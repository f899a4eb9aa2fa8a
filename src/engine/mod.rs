//! `DoaEngine` — top-level lifecycle controller and façade.
//!
//! ## Lifecycle
//!
//! ```text
//! DoaEngine::new()          → kernel configured, ring allocated,
//!                             worker spawned in stopped state
//!     └─► start()           → started flag raised, tracker enabled
//!         └─► data_write()  → PCM admitted while the VAD gate is open
//!         └─► stop()        → started flag lowered, tracker disabled + reset
//! Drop                      → running flag lowered, worker joined
//! ```
//!
//! `start()`/`stop()` are idempotent flag flips; neither tears down
//! resources. All allocation happens in `new()` — the write path and the
//! worker loop run allocation-free.

pub mod worker;

use std::sync::atomic::{AtomicBool, Ordering};
use std::sync::Arc;
use std::thread::JoinHandle;

use parking_lot::Mutex;
use serde::{Deserialize, Serialize};
use tracing::{info, warn};

use crate::buffering::{create_frame_ring, FrameProducer, Observer, Producer};
use crate::conditioning::RawAngleConditioner;
use crate::error::{DoaError, Result};
use crate::kernel::{KernelHandle, KernelSpec, DEFAULT_MIC_DISTANCE_M};
use crate::tracker::{DoaTracker, TrackerConfig};

pub use worker::{AngleCallback, DiagnosticsSnapshot, WorkerDiagnostics};

/// Configuration for `DoaEngine`.
#[derive(Debug, Clone, Serialize, Deserialize)]
pub struct DoaConfig {
    /// Distance between the two microphones (m). Values ≤ 0 fall back to the
    /// default geometry (0.046 m). Default: 0.046.
    pub mic_distance_m: f32,
    /// Tracker emission spacing (ms); 0 emits on every accepted bearing once
    /// its history is full. Default: 1000.
    pub output_interval_ms: u64,
    /// Minimum change against the previous emission before a new one fires
    /// (degrees); 0 disables the filter. Default: 15.0.
    pub min_angle_change_threshold: f32,
    /// Continuous broadside observation promoting front-facing mode (ms).
    /// Default: 1000.
    pub continuous_90_ms: u64,
}

impl Default for DoaConfig {
    fn default() -> Self {
        Self {
            mic_distance_m: DEFAULT_MIC_DISTANCE_M,
            output_interval_ms: 1000,
            min_angle_change_threshold: 15.0,
            continuous_90_ms: 1000,
        }
    }
}

/// The two caller-supplied observers. Context travels as closure captures.
pub struct DoaCallbacks {
    /// Invoked with every calibrated per-frame bearing.
    pub monitor: Option<AngleCallback>,
    /// Invoked with each stabilized bearing the tracker emits.
    pub result: AngleCallback,
}

/// The top-level engine handle.
///
/// `DoaEngine` is `Send + Sync` — all fields use interior mutability. The
/// caller appends PCM via `data_write` and flips flags; everything else
/// happens on the worker thread.
pub struct DoaEngine {
    /// Producer half of the frame ring. The mutex serialises writers so the
    /// ring sees a single producer.
    producer: Mutex<FrameProducer>,
    /// `false` tells the worker to exit.
    running: Arc<AtomicBool>,
    /// The started event: the worker only drains frames while this is set.
    started: Arc<AtomicBool>,
    /// Write gate. Relaxed ordering is fine: at worst one frame is admitted
    /// or dropped at a mode boundary.
    vad_detect: AtomicBool,
    /// Tracker enable request, applied by the worker.
    tracker_enable: Arc<AtomicBool>,
    diagnostics: Arc<WorkerDiagnostics>,
    worker: Option<JoinHandle<()>>,
}

impl std::fmt::Debug for DoaEngine {
    fn fmt(&self, f: &mut std::fmt::Formatter<'_>) -> std::fmt::Result {
        f.debug_struct("DoaEngine")
            .field("running", &self.running)
            .field("started", &self.started)
            .field("vad_detect", &self.vad_detect)
            .field("tracker_enable", &self.tracker_enable)
            .field("diagnostics", &self.diagnostics)
            .finish_non_exhaustive()
    }
}

impl DoaEngine {
    /// Create a new engine: configure the kernel, allocate the ring and all
    /// scratch buffers, and spawn the worker thread in stopped state.
    ///
    /// Construction is all-or-nothing: a kernel that rejects the geometry or
    /// a failed thread spawn returns an error and nothing is left behind.
    ///
    /// # Errors
    /// - `DoaError::InvalidInput` on a non-finite config value.
    /// - Kernel `configure` errors are passed through.
    /// - `DoaError::Io` if the worker thread cannot be spawned.
    pub fn new(config: DoaConfig, kernel: KernelHandle, callbacks: DoaCallbacks) -> Result<Self> {
        validate_config(&config)?;

        let spec = KernelSpec {
            mic_distance_m: if config.mic_distance_m > 0.0 {
                config.mic_distance_m
            } else {
                DEFAULT_MIC_DISTANCE_M
            },
            ..KernelSpec::default()
        };
        kernel.0.lock().configure(&spec)?;

        let (producer, consumer) = create_frame_ring();
        let running = Arc::new(AtomicBool::new(true));
        let started = Arc::new(AtomicBool::new(false));
        let tracker_enable = Arc::new(AtomicBool::new(false));
        let diagnostics = Arc::new(WorkerDiagnostics::default());

        let tracker = DoaTracker::new(TrackerConfig {
            output_interval_ms: config.output_interval_ms,
            min_angle_change_threshold: config.min_angle_change_threshold,
            continuous_90_ms: config.continuous_90_ms,
        });

        let ctx = worker::WorkerContext {
            consumer,
            kernel,
            conditioner: RawAngleConditioner::new(),
            tracker,
            monitor_callback: callbacks.monitor,
            result_callback: callbacks.result,
            running: Arc::clone(&running),
            started: Arc::clone(&started),
            tracker_enable: Arc::clone(&tracker_enable),
            diagnostics: Arc::clone(&diagnostics),
        };

        let worker = std::thread::Builder::new()
            .name("doa-worker".into())
            .spawn(move || worker::run(ctx))?;

        info!(mic_distance_m = spec.mic_distance_m, "DOA engine created");

        Ok(Self {
            producer: Mutex::new(producer),
            running,
            started,
            vad_detect: AtomicBool::new(false),
            tracker_enable,
            diagnostics,
            worker: Some(worker),
        })
    }

    /// Raise the started event and arm the tracker. Idempotent.
    pub fn start(&self) {
        self.tracker_enable.store(true, Ordering::SeqCst);
        self.started.store(true, Ordering::SeqCst);
        info!("DOA engine started");
    }

    /// Lower the started event and disarm the tracker (resetting its state).
    /// Idempotent; frames already buffered are not drained.
    pub fn stop(&self) {
        self.started.store(false, Ordering::SeqCst);
        self.tracker_enable.store(false, Ordering::SeqCst);
        info!("DOA engine stopped");
    }

    /// Append interleaved stereo PCM to the frame ring.
    ///
    /// Any positive length is accepted; the worker only consumes whole
    /// frames. While the VAD gate is closed this returns `Ok` without
    /// enqueueing. Enqueueing is all-or-nothing so the byte stream stays
    /// frame-aligned.
    ///
    /// # Errors
    /// - `DoaError::InvalidInput` on an empty slice.
    /// - `DoaError::RingBufferFull` when space is still short after one
    ///   bounded wait.
    pub fn data_write(&self, data: &[u8]) -> Result<()> {
        if data.is_empty() {
            return Err(DoaError::InvalidInput("empty PCM write".into()));
        }
        if !self.vad_detect.load(Ordering::Relaxed) {
            self.diagnostics.writes_gated.fetch_add(1, Ordering::Relaxed);
            return Ok(());
        }

        let mut producer = self.producer.lock();
        if producer.vacant_len() < data.len() {
            // Give the worker one poll interval to drain, then give up.
            drop(producer);
            std::thread::sleep(worker::POLL_INTERVAL);
            producer = self.producer.lock();
            if producer.vacant_len() < data.len() {
                self.diagnostics
                    .writes_rejected
                    .fetch_add(1, Ordering::Relaxed);
                warn!(len = data.len(), "frame ring full — write rejected");
                return Err(DoaError::RingBufferFull);
            }
        }
        let written = producer.push_slice(data);
        debug_assert_eq!(written, data.len());
        Ok(())
    }

    /// Open or close the VAD write gate.
    pub fn set_vad_detect(&self, vad_detect: bool) {
        self.vad_detect.store(vad_detect, Ordering::Relaxed);
    }

    /// Whether the started event is currently raised.
    pub fn is_started(&self) -> bool {
        self.started.load(Ordering::SeqCst)
    }

    /// Whether the VAD write gate is currently open.
    pub fn vad_detect(&self) -> bool {
        self.vad_detect.load(Ordering::Relaxed)
    }

    /// Snapshot of the pipeline counters for observability.
    pub fn diagnostics(&self) -> DiagnosticsSnapshot {
        self.diagnostics.snapshot()
    }
}

impl Drop for DoaEngine {
    fn drop(&mut self) {
        self.started.store(false, Ordering::SeqCst);
        self.running.store(false, Ordering::SeqCst);
        if let Some(handle) = self.worker.take() {
            // The worker observes `running` at least once per poll interval.
            if handle.join().is_err() {
                warn!("DOA worker panicked before shutdown");
            }
        }
    }
}

fn validate_config(config: &DoaConfig) -> Result<()> {
    if !config.mic_distance_m.is_finite() {
        return Err(DoaError::InvalidInput(
            "mic_distance_m must be finite".into(),
        ));
    }
    if !config.min_angle_change_threshold.is_finite() || config.min_angle_change_threshold < 0.0 {
        return Err(DoaError::InvalidInput(
            "min_angle_change_threshold must be finite and non-negative".into(),
        ));
    }
    Ok(())
}

#[cfg(test)]
mod tests {
    use super::*;
    use crate::kernel::stub::FixedKernel;

    fn noop_callbacks() -> DoaCallbacks {
        DoaCallbacks {
            monitor: None,
            result: Box::new(|_| {}),
        }
    }

    #[test]
    fn config_defaults_match_the_contract() {
        let config = DoaConfig::default();
        assert!((config.mic_distance_m - 0.046).abs() < 1e-6);
        assert_eq!(config.output_interval_ms, 1000);
        assert!((config.min_angle_change_threshold - 15.0).abs() < 1e-6);
    }

    #[test]
    fn config_round_trips_through_serde() {
        let config = DoaConfig {
            output_interval_ms: 250,
            ..DoaConfig::default()
        };
        let json = serde_json::to_string(&config).expect("serialize config");
        let back: DoaConfig = serde_json::from_str(&json).expect("deserialize config");
        assert_eq!(back.output_interval_ms, 250);
        assert!((back.mic_distance_m - config.mic_distance_m).abs() < 1e-6);
    }

    #[test]
    fn non_finite_config_is_rejected() {
        let config = DoaConfig {
            mic_distance_m: f32::NAN,
            ..DoaConfig::default()
        };
        let kernel = KernelHandle::new(FixedKernel::new(90.0));
        let err = DoaEngine::new(config, kernel, noop_callbacks()).unwrap_err();
        assert!(matches!(err, DoaError::InvalidInput(_)));
    }

    #[test]
    fn kernel_configure_failure_aborts_construction() {
        struct RejectingKernel;
        impl crate::kernel::DoaKernel for RejectingKernel {
            fn configure(&mut self, _spec: &KernelSpec) -> Result<()> {
                Err(DoaError::Kernel("unsupported geometry".into()))
            }
            fn estimate(&mut self, _left: &[i16], _right: &[i16]) -> f32 {
                90.0
            }
        }

        let kernel = KernelHandle::new(RejectingKernel);
        let err = DoaEngine::new(DoaConfig::default(), kernel, noop_callbacks()).unwrap_err();
        assert!(matches!(err, DoaError::Kernel(_)));
    }

    #[test]
    fn zero_mic_distance_falls_back_to_default() {
        struct SpecCapturingKernel {
            seen: std::sync::Arc<Mutex<Option<KernelSpec>>>,
        }
        impl crate::kernel::DoaKernel for SpecCapturingKernel {
            fn configure(&mut self, spec: &KernelSpec) -> Result<()> {
                *self.seen.lock() = Some(spec.clone());
                Ok(())
            }
            fn estimate(&mut self, _left: &[i16], _right: &[i16]) -> f32 {
                90.0
            }
        }

        let seen = std::sync::Arc::new(Mutex::new(None));
        let kernel = KernelHandle::new(SpecCapturingKernel {
            seen: std::sync::Arc::clone(&seen),
        });
        let config = DoaConfig {
            mic_distance_m: 0.0,
            ..DoaConfig::default()
        };
        let engine = DoaEngine::new(config, kernel, noop_callbacks()).expect("engine");
        let spec = seen.lock().clone().expect("configure was called");
        assert!((spec.mic_distance_m - DEFAULT_MIC_DISTANCE_M).abs() < 1e-6);
        drop(engine);
    }

    #[test]
    fn empty_write_is_rejected() {
        let kernel = KernelHandle::new(FixedKernel::new(90.0));
        let engine =
            DoaEngine::new(DoaConfig::default(), kernel, noop_callbacks()).expect("engine");
        let err = engine.data_write(&[]).unwrap_err();
        assert!(matches!(err, DoaError::InvalidInput(_)));
    }

    #[test]
    fn start_and_stop_are_idempotent_toggles() {
        let kernel = KernelHandle::new(FixedKernel::new(90.0));
        let engine =
            DoaEngine::new(DoaConfig::default(), kernel, noop_callbacks()).expect("engine");
        assert!(!engine.is_started());

        engine.start();
        engine.start();
        assert!(engine.is_started());

        engine.stop();
        engine.stop();
        assert!(!engine.is_started());
    }
}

◆ ◆ ◆

> [PROBLEM REQUIREMENTS]
Give back exactly the lines of the listing above, starting with its first line and ending with the line that holds "neither tears down".

> [WRITTEN SOLUTION]
repository f899a4eb9aa2fa8a
filename src/engine/mod.rs
//! `DoaEngine` — top-level lifecycle controller and façade.
//!
//! ## Lifecycle
//!
//! ```text
//! DoaEngine::new()          → kernel configured, ring allocated,
//!                             worker spawned in stopped state
//!     └─► start()           → started flag raised, tracker enabled
//!         └─► data_write()  → PCM admitted while the VAD gate is open
//!         └─► stop()        → started flag lowered, tracker disabled + reset
//! Drop                      → running flag lowered, worker joined
//! ```
//!
//! `start()`/`stop()` are idempotent flag flips; neither tears down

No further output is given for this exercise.